Activity
Repeat the data exactly, please.

[Saved entries]
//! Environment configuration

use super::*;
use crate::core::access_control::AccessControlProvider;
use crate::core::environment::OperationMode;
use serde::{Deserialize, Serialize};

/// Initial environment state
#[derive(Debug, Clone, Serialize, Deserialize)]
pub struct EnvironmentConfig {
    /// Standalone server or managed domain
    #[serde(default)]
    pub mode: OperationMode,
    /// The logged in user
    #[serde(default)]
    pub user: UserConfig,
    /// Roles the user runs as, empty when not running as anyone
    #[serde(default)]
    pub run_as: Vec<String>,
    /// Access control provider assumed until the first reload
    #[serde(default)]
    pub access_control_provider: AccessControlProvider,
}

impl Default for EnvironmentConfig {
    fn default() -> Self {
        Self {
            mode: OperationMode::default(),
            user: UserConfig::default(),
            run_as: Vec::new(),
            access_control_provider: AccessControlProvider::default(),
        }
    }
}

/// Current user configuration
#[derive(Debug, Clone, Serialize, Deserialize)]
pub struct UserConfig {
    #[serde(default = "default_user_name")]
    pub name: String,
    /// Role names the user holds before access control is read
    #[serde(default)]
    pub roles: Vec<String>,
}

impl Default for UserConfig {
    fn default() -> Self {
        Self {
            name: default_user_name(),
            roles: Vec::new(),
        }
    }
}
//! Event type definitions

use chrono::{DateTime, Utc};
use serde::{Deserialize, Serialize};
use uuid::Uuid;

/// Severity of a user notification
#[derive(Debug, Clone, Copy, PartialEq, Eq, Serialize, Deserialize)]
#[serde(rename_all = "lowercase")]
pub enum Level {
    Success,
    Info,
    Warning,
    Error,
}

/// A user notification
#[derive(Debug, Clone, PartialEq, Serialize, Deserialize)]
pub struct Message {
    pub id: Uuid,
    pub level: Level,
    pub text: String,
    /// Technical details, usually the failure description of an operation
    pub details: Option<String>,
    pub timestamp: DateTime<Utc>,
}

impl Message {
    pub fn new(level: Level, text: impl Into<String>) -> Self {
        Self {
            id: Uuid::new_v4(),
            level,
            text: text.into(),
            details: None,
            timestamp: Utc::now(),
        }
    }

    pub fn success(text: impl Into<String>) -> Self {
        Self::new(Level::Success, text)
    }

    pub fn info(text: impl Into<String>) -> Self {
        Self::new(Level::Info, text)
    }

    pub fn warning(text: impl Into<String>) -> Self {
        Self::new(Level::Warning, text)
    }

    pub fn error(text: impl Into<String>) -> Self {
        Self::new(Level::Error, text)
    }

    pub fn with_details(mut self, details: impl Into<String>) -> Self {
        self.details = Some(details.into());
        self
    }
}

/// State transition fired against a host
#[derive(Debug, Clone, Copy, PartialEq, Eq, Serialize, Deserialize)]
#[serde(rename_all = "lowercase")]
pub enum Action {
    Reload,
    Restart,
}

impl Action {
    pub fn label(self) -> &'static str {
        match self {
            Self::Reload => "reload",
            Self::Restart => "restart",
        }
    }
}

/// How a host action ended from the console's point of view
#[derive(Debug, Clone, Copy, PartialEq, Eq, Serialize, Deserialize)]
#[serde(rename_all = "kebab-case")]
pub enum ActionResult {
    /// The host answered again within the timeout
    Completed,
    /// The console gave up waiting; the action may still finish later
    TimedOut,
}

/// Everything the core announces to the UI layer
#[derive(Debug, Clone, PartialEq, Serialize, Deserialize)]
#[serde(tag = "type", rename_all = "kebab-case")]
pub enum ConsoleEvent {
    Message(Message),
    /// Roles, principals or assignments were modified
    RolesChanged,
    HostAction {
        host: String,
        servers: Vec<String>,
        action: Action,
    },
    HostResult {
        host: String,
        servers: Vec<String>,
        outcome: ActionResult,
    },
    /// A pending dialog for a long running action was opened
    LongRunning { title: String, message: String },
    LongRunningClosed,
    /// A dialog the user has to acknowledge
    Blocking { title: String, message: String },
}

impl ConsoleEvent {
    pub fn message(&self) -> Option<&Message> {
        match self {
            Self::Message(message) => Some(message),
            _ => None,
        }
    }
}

Solution below
//! Environment configuration

use super::*;
use crate::core::access_control::AccessControlProvider;
use crate::core::environment::OperationMode;
use serde::{Deserialize, Serialize};

/// Initial environment state
#[derive(Debug, Clone, Serialize, Deserialize)]
pub struct EnvironmentConfig {
    /// Standalone server or managed domain
    #[serde(default)]
    pub mode: OperationMode,
    /// The logged in user
    #[serde(default)]
    pub user: UserConfig,
    /// Roles the user runs as, empty when not running as anyone
    #[serde(default)]
    pub run_as: Vec<String>,
    /// Access control provider assumed until the first reload
    #[serde(default)]
    pub access_control_provider: AccessControlProvider,
}

impl Default for EnvironmentConfig {
    fn default() -> Self {
        Self {
            mode: OperationMode::default(),
            user: UserConfig::default(),
            run_as: Vec::new(),
            access_control_provider: AccessControlProvider::default(),
        }
    }
}

/// Current user configuration
#[derive(Debug, Clone, Serialize, Deserialize)]
pub struct UserConfig {
    #[serde(default = "default_user_name")]
    pub name: String,
    /// Role names the user holds before access control is read
    #[serde(default)]
    pub roles: Vec<String>,
}

impl Default for UserConfig {
    fn default() -> Self {
        Self {
            name: default_user_name(),
            roles: Vec::new(),
        }
    }
}
//! Event type definitions

use chrono::{DateTime, Utc};
use serde::{Deserialize, Serialize};
use uuid::Uuid;

/// Severity of a user notification
#[derive(Debug, Clone, Copy, PartialEq, Eq, Serialize, Deserialize)]
#[serde(rename_all = "lowercase")]
pub enum Level {
    Success,
    Info,
    Warning,
    Error,
}

/// A user notification
#[derive(Debug, Clone, PartialEq, Serialize, Deserialize)]
pub struct Message {
    pub id: Uuid,
    pub level: Level,
    pub text: String,
    /// Technical details, usually the failure description of an operation
    pub details: Option<String>,
    pub timestamp: DateTime<Utc>,
}

impl Message {
    pub fn new(level: Level, text: impl Into<String>) -> Self {
        Self {
            id: Uuid::new_v4(),
            level,
            text: text.into(),
            details: None,
            timestamp: Utc::now(),
        }
    }

    pub fn success(text: impl Into<String>) -> Self {
        Self::new(Level::Success, text)
    }

    pub fn info(text: impl Into<String>) -> Self {
        Self::new(Level::Info, text)
    }

    pub fn warning(text: impl Into<String>) -> Self {
        Self::new(Level::Warning, text)
    }

    pub fn error(text: impl Into<String>) -> Self {
        Self::new(Level::Error, text)
    }

    pub fn with_details(mut self, details: impl Into<String>) -> Self {
        self.details = Some(details.into());
        self
    }
}

/// State transition fired against a host
#[derive(Debug, Clone, Copy, PartialEq, Eq, Serialize, Deserialize)]
#[serde(rename_all = "lowercase")]
pub enum Action {
    Reload,
    Restart,
}

impl Action {
    pub fn label(self) -> &'static str {
        match self {
            Self::Reload => "reload",
            Self::Restart => "restart",
        }
    }
}

/// How a host action ended from the console's point of view
#[derive(Debug, Clone, Copy, PartialEq, Eq, Serialize, Deserialize)]
#[serde(rename_all = "kebab-case")]
pub enum ActionResult {
    /// The host answered again within the timeout
    Completed,
    /// The console gave up waiting; the action may still finish later
    TimedOut,
}

/// Everything the core announces to the UI layer
#[derive(Debug, Clone, PartialEq, Serialize, Deserialize)]
#[serde(tag = "type", rename_all = "kebab-case")]
pub enum ConsoleEvent {
    Message(Message),
    /// Roles, principals or assignments were modified
    RolesChanged,
    HostAction {
        host: String,
        servers: Vec<String>,
        action: Action,
    },
    HostResult {
        host: String,
        servers: Vec<String>,
        outcome: ActionResult,
    },
    /// A pending dialog for a long running action was opened
    LongRunning { title: String, message: String },
    LongRunningClosed,
    /// A dialog the user has to acknowledge
    Blocking { title: String, message: String },
}

impl ConsoleEvent {
    pub fn message(&self) -> Option<&Message> {
        match self {
            Self::Message(message) => Some(message),
            _ => None,
        }
    }
}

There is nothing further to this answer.